Instructional Rounds Observation Tool

Transforming ambiguous instructional expectations into a usable decision-support tool for leaders and teachers.

What you’ll see

  • The core misconception I helped address: “self-direction = students on their own”

  • The methods behind the tool (classroom observations, interviews, best-practice synthesis)

  • The tool design itself: observable “look-fors” and practical teacher moves leaders can us to coach teachers

  • My implementation work: onboarding other coaches/account managers and leading rounds in schools

  • The impact story: improved walkthrough feedback quality and clarity of the teacher’s role

Organization: Gradient Learning (supporting Summit Learning implementation)
Timeline: 2018–2019

My title: Instructional Specialist and Research Lead
My role: Key contributor (research + synthesis + tool refinement) and implementation lead (enablement + onboarding)
Scale: Used across ~400 schools; targeted rollout in ~15 strategic districts (~50 schools) Methods: ~25 classroom observations; ~15 interviews; best-practice scan + synthesis Deliverable: Instructional rounds observation tool / guide + onboarding for Success Managers / instructional coaches
Outcomes (reported): Clearer expectations for teacher facilitation; improved walkthrough look-fors and feedback; increased student engagement (leader-reported). Longer-term signal: 72% of school leaders strongly agreed they were very satisfied with implementation support from their Success Manager / Instructional Specialist (related indicator, not direct attribution).

The problem

In many schools implementing Summit Learning, “self-direction” was often misunderstood as students working independently with minimal teacher involvement. Teachers and leaders lacked a shared, observable understanding of what strong facilitation looked like, so instructional rounds frequently produced inconsistent feedback and missed opportunities to improve classroom practice.

What we needed to learn

  • What should teachers be doing during self-direction and project-based learning work time?

  • What should students be doing?

  • What evidence should leaders look for during walkthroughs?

  • How can leaders translate observations into actionable feedback?

What I owned

I contributed to the initial research and tool design, then owned refinement based on classroom observations and user feedback. After the tool was developed, I led onboarding and enablement for other account managers and instructional coaches so they could use it effectively with their school and district partners.

Research approach

We triangulated across three inputs:

  • Classroom observations of strong practice to capture high-leverage teacher and student behaviors in context.

  • Interviews with program designers and instructional thought partners to clarify the intended instructional model and teacher role.

  • Best-practice research to validate and strengthen the behavioral look-fors and supports.

What we built

We created an instructional rounds observation tool that made effective facilitation visible and actionable, giving leaders a shared set of look-fors and language for feedback.

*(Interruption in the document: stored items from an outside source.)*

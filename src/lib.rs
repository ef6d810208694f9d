// SPDX-FileCopyrightText: 2026 ArcheBase
//
// SPDX-License-Identifier: MulanPSL-2.0

//! # DRDF
//!
//! Detector Response Data Format: a binary container for detector images.
//!
//! A file holds runs keyed by UUID, each run holds events keyed by a
//! `u32` id, and each event holds typed images keyed by source name. The
//! stream is a flat sequence of length-prefixed, tagged chunks protected
//! by a running CRC-32.
//!
//! ## Architecture
//!
//! - `core/` - error taxonomy and the insertion-ordered map
//! - `model/` - format codes, pixel buffers, images and the container
//! - `io/` - chunk transport, serialization and the reading state machine
//!
//! ## Example
//!
//! ```rust,no_run
//! # fn main() -> Result<(), Box<dyn std::error::Error>> {
//! use drdf::Drdf;
//!
//! let file = Drdf::read("response.drdf")?;
//! for (run_id, run) in file.runs() {
//!     println!("Run {run_id} with {} events", run.len());
//!     for (event_id, event) in run.events() {
//!         for (source, image) in event.images() {
//!             println!("  {event_id} {source}: {:?}", image.shape());
//!         }
//!     }
//! }
//! # Ok(())
//! # }
//! ```

// Core types
pub mod core;

pub use core::{DrdfError, OrderedMap, Result};

// Data model
pub mod model;

pub use model::{
    ArrayData, Drdf, ElementType, Event, EventId, FormatCode, Image, Pixel, PixelArray,
    PixelBuffer, Run,
};

// Chunk transport and hierarchy codec
pub mod io;

pub use io::{DrdfReader, DrdfWriter, FileInfo, ReaderBuilder, WriterBuilder};

pub use uuid::Uuid;
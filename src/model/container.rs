// SPDX-FileCopyrightText: 2026 ArcheBase
//
// SPDX-License-Identifier: MulanPSL-2.0

//! The run/event/image hierarchy and its sequential builder.
//!
//! A [`Drdf`] container is populated through a single forward cursor:
//! [`Drdf::start_run`] opens a run, [`Drdf::start_event`] opens an event in
//! that run, and [`Drdf::add_image`] attaches images to the open event.
//! All three levels keep insertion order, which is the on-disk order.

use uuid::Uuid;

use super::image::Image;
use crate::core::{DrdfError, OrderedMap, Result};

/// Event identifier, unique within a run.
pub type EventId = u32;

/// Images of one event, keyed by source name.
#[derive(Debug, Clone, Default, PartialEq)]
pub struct Event {
    images: OrderedMap<String, Image>,
}

impl Event {
    /// Create an empty event.
    pub fn new() -> Self {
        Self::default()
    }

    /// Iterate over `(source, image)` pairs in insertion order.
    pub fn images(&self) -> impl Iterator<Item = (&str, &Image)> {
        self.images.iter().map(|(source, image)| (source.as_str(), image))
    }

    /// Image captured by `source`.
    pub fn image(&self, source: &str) -> Option<&Image> {
        self.images.get(source)
    }

    /// Number of images.
    pub fn len(&self) -> usize {
        self.images.len()
    }

    /// Whether the event holds no images.
    pub fn is_empty(&self) -> bool {
        self.images.is_empty()
    }

    fn insert(&mut self, source: String, image: Image) -> Option<Image> {
        self.images.insert(source, image)
    }
}

/// Events of one run plus its georeference.
#[derive(Debug, Clone, Default, PartialEq)]
pub struct Run {
    georef: Option<String>,
    events: OrderedMap<EventId, Event>,
}

impl Run {
    /// Create an empty run without a georeference.
    pub fn new() -> Self {
        Self::default()
    }

    /// Georeference text, if set.
    pub fn georef(&self) -> Option<&str> {
        self.georef.as_deref()
    }

    /// Iterate over `(id, event)` pairs in insertion order.
    pub fn events(&self) -> impl Iterator<Item = (EventId, &Event)> {
        self.events.iter().map(|(&id, event)| (id, event))
    }

    /// Event with the given id.
    pub fn event(&self, id: EventId) -> Option<&Event> {
        self.events.get(&id)
    }

    /// Number of events.
    pub fn len(&self) -> usize {
        self.events.len()
    }

    /// Whether the run holds no events.
    pub fn is_empty(&self) -> bool {
        self.events.is_empty()
    }
}

/// A DRDF container: runs keyed by UUID, in insertion order.
///
/// # Example
///
/// ```rust,no_run
/// # fn main() -> Result<(), Box<dyn std::error::Error>> {
/// use drdf::{Drdf, FormatCode, Image};
/// use uuid::Uuid;
///
/// let mut file = Drdf::new();
/// file.start_run(Uuid::new_v4());
/// file.set_georef("DUMMY")?;
/// file.start_event(42)?;
/// file.add_image("CAM_NORTH_X05_Y00", Image::zeroed(24, 24, FormatCode::Au16Tu16))?;
/// file.write("foo.drdf")?;
///
/// let copy = Drdf::read("foo.drdf")?;
/// assert_eq!(copy, file);
/// # Ok(())
/// # }
/// ```
#[derive(Debug, Clone, Default)]
pub struct Drdf {
    runs: OrderedMap<Uuid, Run>,
    current_run: Option<Uuid>,
    current_event: Option<EventId>,
}

impl PartialEq for Drdf {
    /// Containers are equal when their content is; cursors are ignored.
    fn eq(&self, other: &Self) -> bool {
        self.runs == other.runs
    }
}

impl Drdf {
    /// Create an empty container.
    pub fn new() -> Self {
        Self::default()
    }

    /// Open a new run and make it current.
    ///
    /// Re-using an existing id replaces that run with an empty one in
    /// its original position.
    pub fn start_run(&mut self, run_id: Uuid) {
        self.runs.insert(run_id, Run::new());
        self.current_run = Some(run_id);
        self.current_event = None;
    }

    /// Attach the georeference to the current run.
    pub fn set_georef(&mut self, georef: impl Into<String>) -> Result<()> {
        let georef = georef.into();
        ensure_ascii("set_georef", "georeference", &georef)?;
        let run = self.current_run_mut("set_georef")?;
        run.georef = Some(georef);
        Ok(())
    }

    /// Open a new event in the current run and make it current.
    pub fn start_event(&mut self, event_id: EventId) -> Result<()> {
        let run = self.current_run_mut("start_event")?;
        run.events.insert(event_id, Event::new());
        self.current_event = Some(event_id);
        Ok(())
    }

    /// Insert an image into the current event under `source`.
    ///
    /// Returns the image previously stored under the same source, if any.
    pub fn add_image(&mut self, source: impl Into<String>, image: Image) -> Result<Option<Image>> {
        let source = source.into();
        ensure_ascii("add_image", "source name", &source)?;
        let event = self.current_event_mut("add_image")?;
        Ok(event.insert(source, image))
    }

    /// Iterate over `(id, run)` pairs in insertion order.
    pub fn runs(&self) -> impl Iterator<Item = (&Uuid, &Run)> {
        self.runs.iter()
    }

    /// Run with the given id.
    pub fn run(&self, run_id: &Uuid) -> Option<&Run> {
        self.runs.get(run_id)
    }

    /// The unique image identified by run, event and source.
    pub fn find(&self, run_id: &Uuid, event_id: EventId, source: &str) -> Option<&Image> {
        self.runs.get(run_id)?.event(event_id)?.image(source)
    }

    /// Number of runs.
    pub fn len(&self) -> usize {
        self.runs.len()
    }

    /// Whether the container holds no runs.
    pub fn is_empty(&self) -> bool {
        self.runs.is_empty()
    }

    /// Total number of events across all runs.
    pub fn event_count(&self) -> usize {
        self.runs.values().map(Run::len).sum()
    }

    /// Total number of images across all runs and events.
    pub fn image_count(&self) -> usize {
        self.runs
            .values()
            .flat_map(|run| run.events.values())
            .map(Event::len)
            .sum()
    }

    /// Id of the run currently open for writing.
    pub fn current_run(&self) -> Option<Uuid> {
        self.current_run
    }

    /// Id of the event currently open for writing.
    pub fn current_event(&self) -> Option<EventId> {
        self.current_event
    }

    /// Check that the container can be serialized.
    ///
    /// Every run must carry a georeference.
    pub fn validate(&self) -> Result<()> {
        for (id, run) in self.runs.iter() {
            if run.georef.is_none() {
                return Err(DrdfError::usage(
                    "write",
                    format!("run {id} has no georeference"),
                ));
            }
        }
        Ok(())
    }

    /// Append every event of `other` to the current run.
    ///
    /// Events are opened in `other`'s order through the regular builder
    /// calls, so the cursor ends on the last appended event. Returns the
    /// number of events appended.
    pub fn append_events_from(&mut self, other: &Drdf) -> Result<usize> {
        self.current_run_mut("append_events_from")?;
        let mut appended = 0;
        for (_, run) in other.runs() {
            for (event_id, event) in run.events() {
                self.start_event(event_id)?;
                for (source, image) in event.images() {
                    self.add_image(source, image.clone())?;
                }
                appended += 1;
            }
        }
        Ok(appended)
    }

    fn current_run_mut(&mut self, operation: &str) -> Result<&mut Run> {
        let id = self
            .current_run
            .ok_or_else(|| DrdfError::usage(operation, "no current run"))?;
        self.runs
            .get_mut(&id)
            .ok_or_else(|| DrdfError::usage(operation, format!("run {id} is not open")))
    }

    fn current_event_mut(&mut self, operation: &str) -> Result<&mut Event> {
        let event_id = self
            .current_event
            .ok_or_else(|| DrdfError::usage(operation, "no current event"))?;
        let run = self.current_run_mut(operation)?;
        run.events
            .get_mut(&event_id)
            .ok_or_else(|| DrdfError::usage(operation, format!("event {event_id} is not open")))
    }
}

fn ensure_ascii(operation: &str, what: &str, text: &str) -> Result<()> {
    if text.is_ascii() {
        Ok(())
    } else {
        Err(DrdfError::encoding(format!(
            "{what} passed to {operation} is not ASCII: {text:?}"
        )))
    }
}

A key design feature was turning an ambiguous question - “What should teachers do during self-directed learning?” - into concrete, observable options leaders and teachers could use in the moment, such as:

  • Brief whole-group instruction at strategic points

  • Targeted small-group workshops

  • Purposeful monitoring and scaffolding during independent work

  • 1:1 check-ins with students

The guide also included clear descriptions of what strong learning structures should look like (e.g., workshops, independent work), which increased usability for walkthroughs and coaching.

Screenshots shown are from an internal tool used in Summit Learning partner schools during my tenure. The tool has since been retired.

Impact

Leaders reported the tool improved the efficacy of instructional rounds and made feedback to teachers more specific and actionable, helping correct the misconception that teachers are not central to self-directed learning. In implementation, leaders also reported increased student engagement across diverse school contexts.

Because success metrics were not collected specifically for this tool (and I was not the sole project lead), I present impact in two layers:

  • Direct (qualitative): leader-reported improvements in rounds and feedback quality; clearer shared expectations for teacher facilitation.

  • Adjacent (quantitative signal): later leader satisfaction with implementation support (72% strongly agree) as a related indicator of the broader support model.

What I learned

This project reinforced how powerful it is to make the invisible visible. When expectations are left implicit, especially in complex instructional models, implementation becomes inconsistent and feedback becomes subjective. Turning an abstract idea like “self-direction” into observable behaviors and practical look-fors created a shared language for teachers and leaders and made walkthroughs more useful. It also reminded me that a tool is only as good as its uptake. The work was not just designing the resource, but refining it based on real use and supporting adoption through onboarding so it could actually change day-to-day practice.